Master Clinician: Bradley Sharpe, MD
The Power of Teaching
"It's an honor to have a window into a person's life when they're at their most vulnerable," says Bradley Sharpe, MD. As associate chief of the Division of Hospital Medicine, he helps oversee care of about 100 hospitalized patients a day at UCSF Medical Center. "The intensity of the interaction with patients is profound," he says. "I try to make a connection and help them feel at ease."
He builds rapport by sitting down to talk with patients and families, using their words and language when possible. "If a patient says, 'I'm having heart trouble,' I say, 'Let's talk about your heart trouble,' rather than 'You have congestive heart failure,'" says Sharpe. "Also, studies have shown that clinicians often talk way too much. I try to elicit patients' goals and what they're worried about, and get them to do most of the talking."
Sharpe is passionate about medical education. He serves as associate program director for the UCSF Internal Medicine Residency Program, and teaches faculty in different departments to be more effective teachers. "People may know everything about a disease, but how do you teach so it changes the way trainees take care of patients?" he asks. Sharpe strives to establish a positive learning climate and provide specific feedback to learners. "Instead of saying, 'Great job with that patient,' I'll say, 'You clearly explained the plan without medical jargon – that was great,'" he says. "Rather than saying, 'You were rude to that patient,' I'll say, 'You got up to leave while the patient was still talking,' which focuses on specific behaviors."
Sharpe loves teaching about his "favorite disease," community-acquired pneumonia. "I like the physical exam, the evidence base, and knowing that patients usually get better," he says. Sharpe also coaches trainees on improving oral case presentations – in which they outline a patient's history, physical exam, lab results and their own clinical reasoning – encouraging them to focus on what listeners need to hear and to practice presentations out loud. On a national level, Sharpe helps organize the Academic Hospitalist Academy, a boot camp course for junior academic hospitalists. He is also a board member of the Society of Hospital Medicine, the national organization for hospitalists.

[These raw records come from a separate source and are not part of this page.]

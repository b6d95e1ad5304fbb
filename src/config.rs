//! 应用配置：从 config/default.toml 与环境变量加载
//!
//! 加载顺序：先读 TOML 文件，再用环境变量 `SCRIBE__*` 覆盖（双下划线表示嵌套，如 `SCRIBE__CACHE__TTL_SECS=60`）。

use std::path::PathBuf;
use std::time::Duration;

use serde::Deserialize;

use crate::llm::GenerationParams;

/// 应用配置根（对应 config/default.toml 的顶层）
#[derive(Debug, Clone, Default, Deserialize)]
#[serde(default)]
pub struct AppConfig {
    pub app: AppSection,
    pub llm: LlmSection,
    pub cache: CacheSection,
    pub extract: ExtractSection,
}

/// [app] 段
#[derive(Debug, Clone, Deserialize, Default)]
pub struct AppSection {
    pub name: Option<String>,
}

/// [llm] 段：后端选择与生成参数
#[derive(Debug, Clone, Deserialize)]
pub struct LlmSection {
    /// 后端：deepseek / openai；优先级由 API Key 与 provider 共同决定
    #[serde(default = "default_provider")]
    pub provider: String,
    #[serde(default = "default_model")]
    pub model: String,
    pub base_url: Option<String>,
    #[serde(default)]
    pub deepseek: LlmModelOverride,
    #[serde(default)]
    pub openai: LlmModelOverride,
    #[serde(default)]
    pub generation: GenerationParams,
}

impl Default for LlmSection {
    fn default() -> Self {
        Self {
            provider: default_provider(),
            model: default_model(),
            base_url: None,
            deepseek: LlmModelOverride::default(),
            openai: LlmModelOverride::default(),
            generation: GenerationParams::default(),
        }
    }
}

fn default_provider() -> String {
    "deepseek".to_string()
}

fn default_model() -> String {
    "deepseek-chat".to_string()
}

#[derive(Debug, Clone, Deserialize, Default)]
pub struct LlmModelOverride {
    pub model: Option<String>,
}

/// [cache] 段：会话缓存 TTL、容量与后台清理间隔
#[derive(Debug, Clone, Deserialize)]
pub struct CacheSection {
    #[serde(default = "default_ttl_secs")]
    pub ttl_secs: u64,
    #[serde(default = "default_capacity")]
    pub capacity: usize,
    /// 0 表示不启动后台清理
    #[serde(default = "default_sweep_interval_secs")]
    pub sweep_interval_secs: u64,
}

impl CacheSection {
    pub fn ttl(&self) -> Duration {
        Duration::from_secs(self.ttl_secs)
    }

    pub fn sweep_interval(&self) -> Option<Duration> {
        (self.sweep_interval_secs > 0).then(|| Duration::from_secs(self.sweep_interval_secs))
    }
}

impl Default for CacheSection {
    fn default() -> Self {
        Self {
            ttl_secs: default_ttl_secs(),
            capacity: default_capacity(),
            sweep_interval_secs: default_sweep_interval_secs(),
        }
    }
}

fn default_ttl_secs() -> u64 {
    30 * 60
}

fn default_capacity() -> usize {
    1024
}

fn default_sweep_interval_secs() -> u64 {
    300
}

/// [extract] 段：候选块数量上限（防止病态输入的组合爆炸）
#[derive(Debug, Clone, Deserialize)]
pub struct ExtractSection {
    #[serde(default = "default_max_candidates")]
    pub max_candidates: usize,
}

impl Default for ExtractSection {
    fn default() -> Self {
        Self {
            max_candidates: default_max_candidates(),
        }
    }
}

fn default_max_candidates() -> usize {
    50_000
}

/// 从 config 目录加载配置，环境变量 SCRIBE__* 可覆盖
///
/// 1. 按顺序查找 config/default.toml、../config/default.toml、default.toml，找到则作为第一源
/// 2. 若传入 config_path 且文件存在，则追加该文件（可覆盖前面的键）
/// 3. 最后叠加环境变量 SCRIBE__*（双下划线表示嵌套键）
pub fn load_config(config_path: Option<PathBuf>) -> Result<AppConfig, config::ConfigError> {
    let mut builder = config::Config::builder();

    let default_names = ["config/default", "../config/default", "default"];
    for name in default_names {
        let path = format!("{}.toml", name);
        if std::path::Path::new(&path).exists() {
            builder = builder.add_source(config::File::with_name(name).required(false));
            break;
        }
    }

    if let Some(ref path) = config_path {
        if path.exists() {
            builder = builder.add_source(config::File::from(path.clone()).required(false));
        }
    }

    builder = builder.add_source(
        config::Environment::with_prefix("SCRIBE")
            .separator("__")
            .try_parsing(true),
    );

    let c = builder.build()?;
    c.try_deserialize()
}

"Brad is among the very best clinical teachers in our department," says Robert M. Wachter, MD, chief of the Division of Hospital Medicine and Lynne and Marc Benioff Endowed Chair in Hospital Medicine. "He is also the kind of person that anyone would love to have as his or her doctor – whether the problem required 'Dr. House'-like brilliance or just sitting at the bedside of a dying patient, quietly listening."
"My proudest moments are when I see someone teaching what I taught them," says Sharpe. "If I teach 10 residents the appropriate antibiotics for pneumonia, and then each of them teaches eight interns, that's the exponential power of teaching." He is married to Margaret Fang, MD, MPH, also a UCSF hospitalist. Together they have two young daughters, Alexandra and Ariadne.